针对传统方法中对板蓝根等清热解毒类中药抗流感病毒活性检测和评价方法的缺点以及原NA活性检测方法无法直接应用于中药材以及中药中特定成分的检测的缺点,本发明结合某些中药具有抑制NA活性的作用,化合物MUNANA是NA的特异性底物,MUNANA与NA的反应产物具可发出荧光的特点提出了一种新的检测方法。
本发明公开了一种新检测中药材抗流感病毒活性的方法。
本发明的技术方案如下 一种检测中药材抗流感病毒活性的方法,它包括以下步骤 a、NA原酶液的制备用含1g·L-1牛血清白蛋白和5mg·L-1胰酶的细胞维持液将流感病毒稀释10倍后加入到MDCK单层细胞的细胞培养瓶中,于37℃、5% CO2条件下培养2天后,于-70℃冻存,反复冻融2次后在4℃、800g·min-1条件下离心10min,取上清液,加入0.1%(W/V)NP-40,分装置-70℃保存备用; b、中药材样品的制备将中药材粉碎后,加8-10倍量的溶媒进行提取后过滤,取滤液,回收溶媒获得提取物,将所得提取物溶解后微孔滤头除菌,备用; c、设置样品测试组将上述步骤a和b中获得的物质以1:1的比例进行混合后,室温下作用30min后加入相同体积的MUNANA,37℃下孵育60min后加入终止液终止反应; d、设置背景对照组将步骤b中获得的中药材样品与MUNANA以2:1进行混合后用buffer补足至相同体积; e、设置酶活性对照组将步骤c中获得的NA原酶液与MUNANA以2:1进行混合后,待反应结束后加入与原酶液同样体积的样品溶液; f、将步骤c、d、e获得的反应液用荧光酶标检测仪进行检测后,按下式获得抑制率I;
g、对步骤b中中药材样品的剂量和步骤f中抑制率I的数据用量反应平行线测定法进行处理,获得中药材样品的生物效价。

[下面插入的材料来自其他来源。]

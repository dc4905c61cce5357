use chrono::{DateTime, Utc};
use diesel::prelude::*;

use crate::db::schema::users;

/// Full user row from the database.
///
/// Never serialized directly — `password_hash` must not leave the server.
#[derive(Debug, Clone, Queryable, Selectable)]
#[diesel(table_name = users)]
#[diesel(check_for_backend(diesel::pg::Pg))]
pub struct User {
    pub id: String,
    pub nickname: String,
    pub email: String,
    pub password_hash: String,
    pub first_name: Option<String>,
    pub last_name: Option<String>,
    pub age: Option<i32>,
    pub gender: Option<String>,
    pub created_at: DateTime<Utc>,
}

/// Insertable struct for registering a new user.
#[derive(Debug, Clone, Insertable)]
#[diesel(table_name = users)]
pub struct NewUser {
    pub id: String,
    pub nickname: String,
    pub email: String,
    pub password_hash: String,
    pub first_name: Option<String>,
    pub last_name: Option<String>,
    pub age: Option<i32>,
    pub gender: Option<String>,
}
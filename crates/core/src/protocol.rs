// Trawler is a decentralized web crawling and archiving cluster.
// Copyright (C) 2024 Stract ApS
//
// This program is free software: you can redistribute it and/or modify
// it under the terms of the GNU Affero General Public License as
// published by the Free Software Foundation, either version 3 of the
// License, or (at your option) any later version.
//
// This program is distributed in the hope that it will be useful,
// but WITHOUT ANY WARRANTY; without even the implied warranty of
// MERCHANTABILITY or FITNESS FOR A PARTICULAR PURPOSE.  See the
// GNU Affero General Public License for more details.
//
// You should have received a copy of the GNU Affero General Public License
// along with this program.  If not, see <https://www.gnu.org/licenses/>.

use crate::job::{JobSettings, UrlConfig};

pub type JobId = String;

/// A node's listener identity. Peers are keyed by the address they declare
/// for their own listener, never by the ephemeral accept-side endpoint.
#[derive(
    Debug,
    Clone,
    PartialEq,
    Eq,
    Hash,
    PartialOrd,
    Ord,
    serde::Serialize,
    serde::Deserialize,
    bincode::Encode,
    bincode::Decode,
)]
pub struct Address {
    pub host: String,
    pub port: u16,
}

impl Address {
    pub fn new(host: impl Into<String>, port: u16) -> Self {
        Self {
            host: host.into(),
            port,
        }
    }
}

impl std::fmt::Display for Address {
    fn fmt(&self, f: &mut std::fmt::Formatter<'_>) -> std::fmt::Result {
        write!(f, "{}:{}", self.host, self.port)
    }
}

/// Everything that moves between nodes. One frame carries exactly one
/// command; dispatch is a `match` on the decoded variant.
#[derive(
    Debug, Clone, PartialEq, serde::Serialize, serde::Deserialize, bincode::Encode, bincode::Decode,
)]
pub enum Command {
    AnnounceCrawler { addr: Address },
    AnnounceCrawlerExtra { addr: Address },
    AnnounceStager { addr: Address },
    AnnounceStagerExtra { addr: Address },
    Confirmed { state: i8 },
    AlreadyConfirmed,
    StagerNew { addr: Address },
    RequestStager { needed: usize, known: Vec<Address> },
    AddStager { addr: Address },
    Ping,
    Pong,

    NewJob { settings: JobSettings },
    NewJobStager { job: JobId, initial_owner: Address, peers: Vec<Address> },
    ConfirmedJob { state: i8, job: JobId },
    JobSetCounter { job: JobId, counter: Address },
    NewJobCrawl { settings: JobSettings },
    JobCrawlConfirmed { job: JobId },
    JobStart { job: JobId },
    JobStartCrawl { job: JobId },
    JobStartedCrawl { job: JobId },
    JobStartedStager { job: JobId },

    JobUrl { url: UrlConfig },
    JobUrlBackup { url: UrlConfig, owner: Address },
    JobUrlCrawl { url: UrlConfig },
    JobUrlFinished { job: JobId, url: String, queued_by: Address },
    JobUrlDiscovered { url: UrlConfig },

    RequestUrlQuota { job: JobId },
    RequestUrlQuotaCrawler { job: JobId, crawler: Address },
    AssignedUrlQuota { job: JobId, quota: u64 },
    AssignedUrlQuotaCrawler { job: JobId, quota: u64, crawler: Address },

    RequestUploadPermission { job: JobId, path: String, filesize: u64 },
    UploadPermissionGranted { job: JobId, path: String },
    UploadPermissionDenied { job: JobId, path: String },
    RequestUploadRevoke { job: JobId, path: String },
    WarcFile { path: String, payload: Vec<u8>, job: JobId },
    WarcFileReceived { job: JobId, path: String },
}

impl Command {
    /// Wire verb, used for logging only.
    pub fn verb(&self) -> &'static str {
        match self {
            Command::AnnounceCrawler { .. } => "ANNOUNCE_CRAWLER",
            Command::AnnounceCrawlerExtra { .. } => "ANNOUNCE_CRAWLER_EXTRA",
            Command::AnnounceStager { .. } => "ANNOUNCE_STAGER",
            Command::AnnounceStagerExtra { .. } => "ANNOUNCE_STAGER_EXTRA",
            Command::Confirmed { .. } => "CONFIRMED",
            Command::AlreadyConfirmed => "ALREADY_CONFIRMED",
            Command::StagerNew { .. } => "STAGER_NEW",
            Command::RequestStager { .. } => "REQUEST_STAGER",
            Command::AddStager { .. } => "ADD_STAGER",
            Command::Ping => "PING",
            Command::Pong => "PONG",
            Command::NewJob { .. } => "NEW_JOB",
            Command::NewJobStager { .. } => "NEW_JOB_STAGER",
            Command::ConfirmedJob { .. } => "CONFIRMED_JOB",
            Command::JobSetCounter { .. } => "JOB_SET_COUNTER",
            Command::NewJobCrawl { .. } => "NEW_JOB_CRAWL",
            Command::JobCrawlConfirmed { .. } => "JOB_CRAWL_CONFIRMED",
            Command::JobStart { .. } => "JOB_START",
            Command::JobStartCrawl { .. } => "JOB_START_CRAWL",
            Command::JobStartedCrawl { .. } => "JOB_STARTED_CRAWL",
            Command::JobStartedStager { .. } => "JOB_STARTED_STAGER",
            Command::JobUrl { .. } => "JOB_URL",
            Command::JobUrlBackup { .. } => "JOB_URL_BACKUP",
            Command::JobUrlCrawl { .. } => "JOB_URL_CRAWL",
            Command::JobUrlFinished { .. } => "JOB_URL_FINISHED",
            Command::JobUrlDiscovered { .. } => "JOB_URL_DISCOVERED",
            Command::RequestUrlQuota { .. } => "REQUEST_URL_QUOTA",
            Command::RequestUrlQuotaCrawler { .. } => "REQUEST_URL_QUOTA_CRAWLER",
            Command::AssignedUrlQuota { .. } => "ASSIGNED_URL_QUOTA",
            Command::AssignedUrlQuotaCrawler { .. } => "ASSIGNED_URL_QUOTA_CRAWLER",
            Command::RequestUploadPermission { .. } => "REQUEST_UPLOAD_PERMISSION",
            Command::UploadPermissionGranted { .. } => "UPLOAD_PERMISSION_GRANTED",
            Command::UploadPermissionDenied { .. } => "UPLOAD_PERMISSION_DENIED",
            Command::RequestUploadRevoke { .. } => "REQUEST_UPLOAD_REVOKE",
            Command::WarcFile { .. } => "WARC_FILE",
            Command::WarcFileReceived { .. } => "WARC_FILE_RECEIVED",
        }
    }
}
#[cfg(test)]
mod tests {
    use super::*;
    use crate::distributed::frame;

    async fn expect_command(
        stream: &mut tokio::net::TcpStream,
        pred: impl Fn(&Command) -> bool,
    ) -> Command {
        loop {
            let command = tokio::time::timeout(Duration::from_secs(15), frame::read(stream))
                .await
                .expect("timed out waiting for command")
                .expect("link closed");
            if pred(&command) {
                return command;
            }
        }
    }

    struct TestStager {
        addr: Address,
        _jobs_dir: tempfile::TempDir,
        jobs_dir: PathBuf,
        _warc_dir: tempfile::TempDir,
        warc_dir: PathBuf,
    }

    fn spawn_stager(max_space: u64) -> TestStager {
        let jobs_tmp = tempfile::tempdir().unwrap();
        let warc_tmp = tempfile::tempdir().unwrap();
        let port = crate::free_socket_addr().port();

        let config = StagerConfig {
            host: Some("127.0.0.1".to_string()),
            port: Some(port),
            max_space,
            jobs_check_secs: 1,
            new_jobs_scan_secs: 1,
            jobs_dir: jobs_tmp.path().display().to_string(),
            warc_dir: warc_tmp.path().join("warc").display().to_string(),
            ..StagerConfig::default()
        };

        let jobs_dir = jobs_tmp.path().to_path_buf();
        let warc_dir = warc_tmp.path().join("warc");

        tokio::spawn(async move {
            let _ = run(config).await;
        });

        TestStager {
            addr: Address::new("127.0.0.1", port),
            _jobs_dir: jobs_tmp,
            jobs_dir,
            _warc_dir: warc_tmp,
            warc_dir,
        }
    }

    async fn connect(addr: &Address) -> tokio::net::TcpStream {
        for _ in 0..50 {
            if let Ok(stream) =
                tokio::net::TcpStream::connect((addr.host.as_str(), addr.port)).await
            {
                return stream;
            }
            tokio::time::sleep(Duration::from_millis(100)).await;
        }
        panic!("stager did not come up");
    }

    async fn attach_crawler(stager: &Address, own: Address) -> tokio::net::TcpStream {
        let mut link = connect(stager).await;
        frame::write(&mut link, &Command::AnnounceCrawler { addr: own })
            .await
            .unwrap();
        expect_command(&mut link, |c| matches!(c, Command::Confirmed { state: 0 })).await;
        frame::write(&mut link, &Command::Confirmed { state: 1 })
            .await
            .unwrap();
        link
    }

    fn demo_settings() -> JobSettings {
        JobSettings::new(
            "demo",
            vec!["https://a/".to_string()],
            vec![".*".to_string()],
            vec![],
            10,
            2,
        )
        .unwrap()
    }

    #[tokio::test]
    async fn job_flows_from_drop_dir_to_crawler() {
        let stager = spawn_stager(1_000_000);
        let mut link = attach_crawler(&stager.addr, Address::new("127.0.0.1", 3100)).await;

        let settings = demo_settings();
        let job = settings.identifier.clone();
        ingest::write_job_file(&settings, &stager.jobs_dir).unwrap();

        // the scan loop picks the job up and announces it to the crawler
        let new_job =
            expect_command(&mut link, |c| matches!(c, Command::NewJobCrawl { .. })).await;
        match new_job {
            Command::NewJobCrawl { settings: got } => assert_eq!(got, settings),
            _ => unreachable!(),
        }
        frame::write(&mut link, &Command::JobCrawlConfirmed { job: job.clone() })
            .await
            .unwrap();

        // no co-owners: the start barrier opens immediately
        expect_command(&mut link, |c| matches!(c, Command::JobStartCrawl { .. })).await;
        frame::write(&mut link, &Command::JobStartedCrawl { job: job.clone() })
            .await
            .unwrap();

        // the share pass hands the seed url to the only crawler
        let shared = expect_command(&mut link, |c| matches!(c, Command::JobUrlCrawl { .. })).await;
        match shared {
            Command::JobUrlCrawl { url } => {
                assert_eq!(url.url, "https://a/");
                assert_eq!(url.depth, 0);
                assert_eq!(url.job, job);
            }
            _ => unreachable!(),
        }

        // single-stager cluster: the stager itself is the counter
        frame::write(&mut link, &Command::RequestUrlQuota { job: job.clone() })
            .await
            .unwrap();
        let quota =
            expect_command(&mut link, |c| matches!(c, Command::AssignedUrlQuota { .. })).await;
        match quota {
            Command::AssignedUrlQuota { job: got, quota } => {
                assert_eq!(got, job);
                // 10 urls/sec since job creation; bounded by elapsed time,
                // which stays far below two minutes here
                assert!(quota <= 120 * 10);
            }
            _ => unreachable!(),
        }
    }

    #[tokio::test]
    async fn stager_gossips_known_stagers_to_newcomers() {
        let stager = spawn_stager(1_000_000);

        // first stager announces; nothing to gossip yet
        let first_addr = Address::new("127.0.0.1", 3201);
        let mut first = connect(&stager.addr).await;
        frame::write(
            &mut first,
            &Command::AnnounceStager {
                addr: first_addr.clone(),
            },
        )
        .await
        .unwrap();
        expect_command(&mut first, |c| matches!(c, Command::Confirmed { state: 0 })).await;

        // second stager announces and learns about the first
        let mut second = connect(&stager.addr).await;
        frame::write(
            &mut second,
            &Command::AnnounceStager {
                addr: Address::new("127.0.0.1", 3202),
            },
        )
        .await
        .unwrap();

        let gossiped =
            expect_command(&mut second, |c| matches!(c, Command::StagerNew { .. })).await;
        assert_eq!(gossiped, Command::StagerNew { addr: first_addr });
    }

    #[tokio::test]
    async fn upload_grants_respect_the_space_budget() {
        let stager = spawn_stager(1_000);
        let mut link = attach_crawler(&stager.addr, Address::new("127.0.0.1", 3300)).await;

        let request = |path: &str, filesize| Command::RequestUploadPermission {
            job: "demo_x".to_string(),
            path: path.to_string(),
            filesize,
        };

        frame::write(&mut link, &request("a.warc.gz", 600)).await.unwrap();
        expect_command(&mut link, |c| {
            matches!(c, Command::UploadPermissionGranted { .. })
        })
        .await;

        // the second reservation does not fit
        frame::write(&mut link, &request("b.warc.gz", 600)).await.unwrap();
        expect_command(&mut link, |c| {
            matches!(c, Command::UploadPermissionDenied { .. })
        })
        .await;

        // revoking the first frees the space again
        frame::write(
            &mut link,
            &Command::RequestUploadRevoke {
                job: "demo_x".to_string(),
                path: "a.warc.gz".to_string(),
            },
        )
        .await
        .unwrap();
        frame::write(&mut link, &request("c.warc.gz", 600)).await.unwrap();
        expect_command(&mut link, |c| {
            matches!(c, Command::UploadPermissionGranted { .. })
        })
        .await;
    }

    #[tokio::test]
    async fn received_warc_lands_under_the_job_directory() {
        let stager = spawn_stager(1_000_000);
        let mut link = attach_crawler(&stager.addr, Address::new("127.0.0.1", 3400)).await;

        let settings = demo_settings();
        let job = settings.identifier.clone();
        ingest::write_job_file(&settings, &stager.jobs_dir).unwrap();
        expect_command(&mut link, |c| matches!(c, Command::NewJobCrawl { .. })).await;

        let payload = vec![0x1f, 0x8b, 0x00, 0xff, 0x3b];
        frame::write(
            &mut link,
            &Command::WarcFile {
                path: "data/demo_x/1.warc.gz".to_string(),
                payload: payload.clone(),
                job: job.clone(),
            },
        )
        .await
        .unwrap();

        let received =
            expect_command(&mut link, |c| matches!(c, Command::WarcFileReceived { .. })).await;
        assert_eq!(
            received,
            Command::WarcFileReceived {
                job: job.clone(),
                path: "data/demo_x/1.warc.gz".to_string(),
            }
        );

        let stored = stager.warc_dir.join(&job).join("1.warc.gz");
        assert_eq!(std::fs::read(stored).unwrap(), payload);
    }
}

上述的方法,其中在所述步骤a之后还包括用MUNANAN对NA原酶液中NA活性的标定步骤。
上述的方法,其中所述步骤b中的中药材样品的原料为板蓝根、黄芩、金银花或连翘等中的一种。
上述的方法,其中所述步骤b中的溶媒为水、乙醇、甲醇、乙酸乙酯或缓冲液中的一种。
上述的方法,其中所述步骤b中的提取方法为选自加热回流提取、超声波提取或冷浸搅拌提取中的一种,所述加热回流提取步骤为两次提取过程,第一次加10倍量溶媒提取60min,第二次加8倍量溶媒提取30min,合并2次提取液;所述超声波提取的步骤为加10倍量溶媒超声60min,过滤取滤液;所述冷浸搅拌提取的步骤为加10倍量溶媒常温或低温下搅拌,过滤取滤液。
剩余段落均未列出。